Полгода назад родился у нас сын. Савва. Крепкий такой, улыбается. Как не улыбаться – третий ребенок в семье: может, и чувствует, что не один. Роддом, нервы, паника, передачи, звонки, друзья, поздравления, ожидание – хоть и весело, но утомительно. Пришла пора забирать жену с молодым домой. Поехали с другом – он спокойный, рассудительный, и машина у него просторная. Пока шла выписка из роддома, стоим у крыльца, ждем, когда очередное счастье семейное появится. Долго ждем – решили пройтись, прогуляться.
Вдруг визг тормозов: во двор роддома влетает побитая, видавшая виды «скорая». Остановилась – открывается дверь, выходят два санитара. Ну, выходят и выходят – мало ли, бывает. Санитары подходят к задней двери машины, открывают ее, достают две огромные сумки и с большим усилием тащат их к какому-то особому входу в здание. На полпути, видимо, притомились – встали покурить. Что-то рассказывают друг другу, смеются, дымят.
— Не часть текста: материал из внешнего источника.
use nalgebra::{Point2, Rotation2, Vector2};

use crate::{
    arena::{GeometryArena, MeshSlot},
    atlas::UvRect,
    color::Color,
    error::Result,
    geometry::{Anchor, Extent2D, Extent3D, Face, QuadFace, Vertex},
};

/// Fewest segments [`draw_arc`] accepts.
pub const MIN_ARC_POINTS: usize = 8;

fn corners(extent: &Extent2D, anchor: Anchor) -> [Point2<f32>; 4] {
    let top_left = extent.top_left(anchor);
    let right = top_left.x + extent.width;
    let bottom = top_left.y + extent.height;
    [
        top_left,
        Point2::new(right, top_left.y),
        Point2::new(right, bottom),
        Point2::new(top_left.x, bottom),
    ]
}

/// Positions of a quad for `extent` read through `anchor`. UVs and color are left zeroed.
pub fn generate_quad(extent: Extent2D, anchor: Anchor) -> QuadFace {
    let mut quad = QuadFace::default();
    for (vertex, corner) in quad.0.iter_mut().zip(corners(&extent, anchor)) {
        vertex.set_position(corner);
    }
    quad
}

/// Moves an already allocated quad. UVs and color are kept, so a widget can be relaid out without
/// touching its allocation.
pub fn write_quad(extent: Extent3D, anchor: Anchor, out: &mut QuadFace) {
    for (vertex, corner) in out.0.iter_mut().zip(corners(&extent.flat(), anchor)) {
        vertex.set_position(corner);
        vertex.z = extent.z;
    }
}

pub fn draw_quad<'r>(
    arena: &'r mut GeometryArena<'_>,
    extent: Extent2D,
    anchor: Anchor,
    color: Color,
) -> Result<&'r mut QuadFace> {
    let quad = arena.create::<QuadFace>()?;
    *quad = generate_quad(extent, anchor);
    quad.set_color(color);
    Ok(quad)
}

/// A quad sampling `uv` of the atlas, typically `region.uv(atlas_size)` of a reserved region.
pub fn draw_textured_quad<'r>(
    arena: &'r mut GeometryArena<'_>,
    extent: Extent2D,
    anchor: Anchor,
    uv: UvRect,
    color: Color,
) -> Result<&'r mut QuadFace> {
    let quad = draw_quad(arena, extent, anchor, color)?;
    quad.set_uv(uv);
    Ok(quad)
}

/// Point on the ellipse at `degrees`. Zero points left of the center and positive angles turn
/// upwards, so 0..90 is the top-left quadrant in y-down screen space.
fn perimeter_point(center: Point2<f32>, radius: Vector2<f32>, degrees: f32) -> Point2<f32> {
    let direction = Rotation2::new(degrees.to_radians()) * Vector2::x();
    Point2::new(
        center.x - radius.x * direction.x,
        center.y - radius.y * direction.y,
    )
}

fn fan_size(segments: usize) -> (usize, usize) {
    (segments.saturating_add(2), segments.saturating_mul(3))
}

/// Writes vertices and indices as they are laid out inside a single [`MeshSlot`].
struct SlotWriter<'s, 'a> {
    slot: &'s mut MeshSlot<'a>,
    vertex: usize,
    index: usize,
}

impl<'s, 'a> SlotWriter<'s, 'a> {
    fn new(slot: &'s mut MeshSlot<'a>) -> Self {
        Self {
            slot,
            vertex: 0,
            index: 0,
        }
    }

    fn push_vertex(&mut self, position: Point2<f32>, color: Color) -> u16 {
        let local = self.vertex;
        self.slot.vertices[local] = Vertex {
            x: position.x,
            y: position.y,
            color,
            ..Vertex::default()
        };
        self.vertex += 1;
        self.slot.index(local)
    }

    fn push_triangle(&mut self, a: u16, b: u16, c: u16) {
        self.slot.indices[self.index..self.index + 3].copy_from_slice(&[a, b, c]);
        self.index += 3;
    }

    fn push_quad(&mut self, extent: Extent2D, color: Color) {
        let [tl, tr, br, bl] =
            corners(&extent, Anchor::TopLeft).map(|p| self.push_vertex(p, color));
        self.push_triangle(tl, tr, br);
        self.push_triangle(tl, br, bl);
    }

    /// Center first, then `segments + 1` perimeter points, one `(center, prev, curr)` triangle per
    /// segment.
    fn push_fan(
        &mut self,
        center: Point2<f32>,
        radius: Vector2<f32>,
        color: Color,
        segments: usize,
        rotation_begin: f32,
        rotation_length: f32,
    ) {
        let center_index = self.push_vertex(center, color);
        let step = rotation_length / segments as f32;
        let mut previous = self.push_vertex(perimeter_point(center, radius, rotation_begin), color);
        for k in 1..=segments {
            let degrees = rotation_begin + k as f32 * step;
            let current = self.push_vertex(perimeter_point(center, radius, degrees), color);
            self.push_triangle(center_index, previous, current);
            previous = current;
        }
    }

    fn finish(self) {
        debug_assert_eq!(self.vertex, self.slot.vertices.len());
        debug_assert_eq!(self.index, self.slot.indices.len());
    }
}

/// Fan-tessellated elliptic arc. Angles are in degrees; a negative `rotation_length` sweeps
/// backwards.
///
/// Emits `point_count + 2` vertices and `3 * point_count` indices.
///
/// # Panics
///
/// If `point_count` is below [`MIN_ARC_POINTS`].
pub fn draw_arc(
    arena: &mut GeometryArena<'_>,
    center: Point2<f32>,
    radius: Vector2<f32>,
    color: Color,
    point_count: usize,
    rotation_begin: f32,
    rotation_length: f32,
) -> Result<()> {
    assert!(
        point_count >= MIN_ARC_POINTS,
        "arcs need at least {MIN_ARC_POINTS} points, got {point_count}"
    );
    let (vertex_count, index_count) = fan_size(point_count);
    let mut slot = arena.reserve_mesh(vertex_count, index_count)?;
    let mut writer = SlotWriter::new(&mut slot);
    writer.push_fan(
        center,
        radius,
        color,
        point_count,
        rotation_begin,
        rotation_length,
    );
    writer.finish();
    Ok(())
}

pub fn draw_circle(
    arena: &mut GeometryArena<'_>,
    center: Point2<f32>,
    radius: Vector2<f32>,
    color: Color,
    point_count: usize,
) -> Result<()> {
    draw_arc(arena, center, radius, color, point_count, 0.0, 360.0)
}

/// Three bands plus a quarter fan in each corner, all in one allocation.
///
/// The radius is clamped to half the shorter side. Each corner gets `floor(radius)` segments;
/// below one pixel the corners are left out.
pub fn draw_rounded_rect(
    arena: &mut GeometryArena<'_>,
    extent: Extent2D,
    anchor: Anchor,
    radius: f32,
    color: Color,
) -> Result<()> {
    let max_radius = (extent.width.min(extent.height) / 2.0).max(0.0);
    let radius = radius.clamp(0.0, max_radius);
    let points_per_curve = radius.floor() as usize;
    let (fan_vertices, fan_indices) = if points_per_curve > 0 {
        fan_size(points_per_curve)
    } else {
        (0, 0)
    };

    let mut slot = arena.reserve_mesh(
        fan_vertices.saturating_mul(4).saturating_add(12),
        fan_indices.saturating_mul(4).saturating_add(18),
    )?;
    let mut writer = SlotWriter::new(&mut slot);

    let origin = extent.top_left(anchor);
    let (left, top) = (origin.x, origin.y);
    let (right, bottom) = (left + extent.width, top + extent.height);
    let inner_width = extent.width - 2.0 * radius;

    writer.push_quad(
        Extent2D::new(left, top + radius, extent.width, extent.height - 2.0 * radius),
        color,
    );
    writer.push_quad(Extent2D::new(left + radius, top, inner_width, radius), color);
    writer.push_quad(
        Extent2D::new(left + radius, bottom - radius, inner_width, radius),
        color,
    );

    if points_per_curve > 0 {
        let corner_radius = Vector2::new(radius, radius);
        // (center, start angle, sweep): top_left, top_right, bottom_left, bottom_right
        let corner_fans = [
            (Point2::new(left + radius, top + radius), 0.0, 90.0),
            (Point2::new(right - radius, top + radius), 180.0, -90.0),
            (Point2::new(left + radius, bottom - radius), 0.0, -90.0),
            (Point2::new(right - radius, bottom - radius), 180.0, 90.0),
        ];
        for (center, begin, sweep) in corner_fans {
            writer.push_fan(center, corner_radius, color, points_per_curve, begin, sweep);
        }
    }

    writer.finish();
    Ok(())
}

/// An X made of two diagonal strokes, `line_width` thick measured along the axes.
pub fn draw_cross<'r>(
    arena: &'r mut GeometryArena<'_>,
    extent: Extent2D,
    anchor: Anchor,
    line_width: f32,
    color: Color,
) -> Result<&'r mut [QuadFace]> {
    let strokes = arena.allocate::<QuadFace>(2)?;

    let origin = extent.top_left(anchor);
    let (left, top) = (origin.x, origin.y);
    let (right, bottom) = (left + extent.width, top + extent.height);
    let half = line_width / 2.0;

    let falling = [
        Point2::new(left + half, top),
        Point2::new(right, bottom - half),
        Point2::new(right - half, bottom),
        Point2::new(left, top + half),
    ];
    let rising = [
        Point2::new(right - half, top),
        Point2::new(right, top + half),
        Point2::new(left + half, bottom),
        Point2::new(left, bottom - half),
    ];

    for (stroke, points) in strokes.iter_mut().zip([falling, rising]) {
        for (vertex, point) in stroke.0.iter_mut().zip(points) {
            vertex.set_position(point);
            vertex.color = color;
        }
    }
    Ok(strokes)
}

/// A rectangular outline: full-width top and bottom bands, left and right bands between them.
pub fn draw_box<'r>(
    arena: &'r mut GeometryArena<'_>,
    extent: Extent2D,
    anchor: Anchor,
    border_width: f32,
    color: Color,
) -> Result<&'r mut [QuadFace]> {
    let sides = arena.allocate::<QuadFace>(4)?;

    let origin = extent.top_left(anchor);
    let (left, top) = (origin.x, origin.y);
    let inner_height = extent.height - 2.0 * border_width;
    let bands = [
        Extent2D::new(left, top, extent.width, border_width),
        Extent2D::new(
            left,
            top + extent.height - border_width,
            extent.width,
            border_width,
        ),
        Extent2D::new(left, top + border_width, border_width, inner_height),
        Extent2D::new(
            left + extent.width - border_width,
            top + border_width,
            border_width,
            inner_height,
        ),
    ];

    for (side, band) in sides.iter_mut().zip(bands) {
        *side = generate_quad(band, Anchor::TopLeft);
        side.set_color(color);
    }
    Ok(sides)
}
Сумки свои огромные, разумеется, поставили на землю. На сумках надпись какая-то большими кривыми буквами. Мы всмотрелись: «Аборты» – было написано красными, кровавыми чернилами. То есть так вот просто, походя – завезти пару килограммчиков убитых детей («отходов») куда надо для утилизации, заодно покурить-посмеяться. Работа такая, да, понятно.
Не в санитарах, разумеется, дело – осуждать их глупо: делают, что приказано. Просто саму картину представьте: ты стоишь у крыльца роддома, встречаешь жену с новорожденным сыном, счастлив до невозможности, строишь там какие-то планы, с известной важностью поглядываешь (многодетный отец как никак) на тех отцов, кто впервые тут с ума сходит, а тебе – на вот, получай: две огромные сумки с такой вот жизнеутверждающей надписью. Расти, страна; живи, народ…
Вот в этих двух сумках, по-моему, – весь наш диагноз: мы не хотим жить. С таким диагнозом кричать патриотические кричалки, конечно, можно, но звучат они неубедительно как-то. И задаешься вопросом: если мы, когда-то русские, когда-то православные, исчезнем из мировой истории, не будет ли это вполне логичным следствием нашего – не русского и не православного – образа жизни?
– Чего это у вас глаза стеклянные какие-то, как у дельфинов? – удивилась жена, только что вышедшая на крыльцо роддома. – Не рады, что ли? Или перерадовались в ожидании?
– Да так, был повод, – пробормотал я.
Жена еще несколько минут возмущалась, почему отец встретил сына без улыбки. Да и друг какой-то странный. Но мы ей ничего не сказали – пусть не знает.
Не удивил отец Димитрий. Так, напомнил.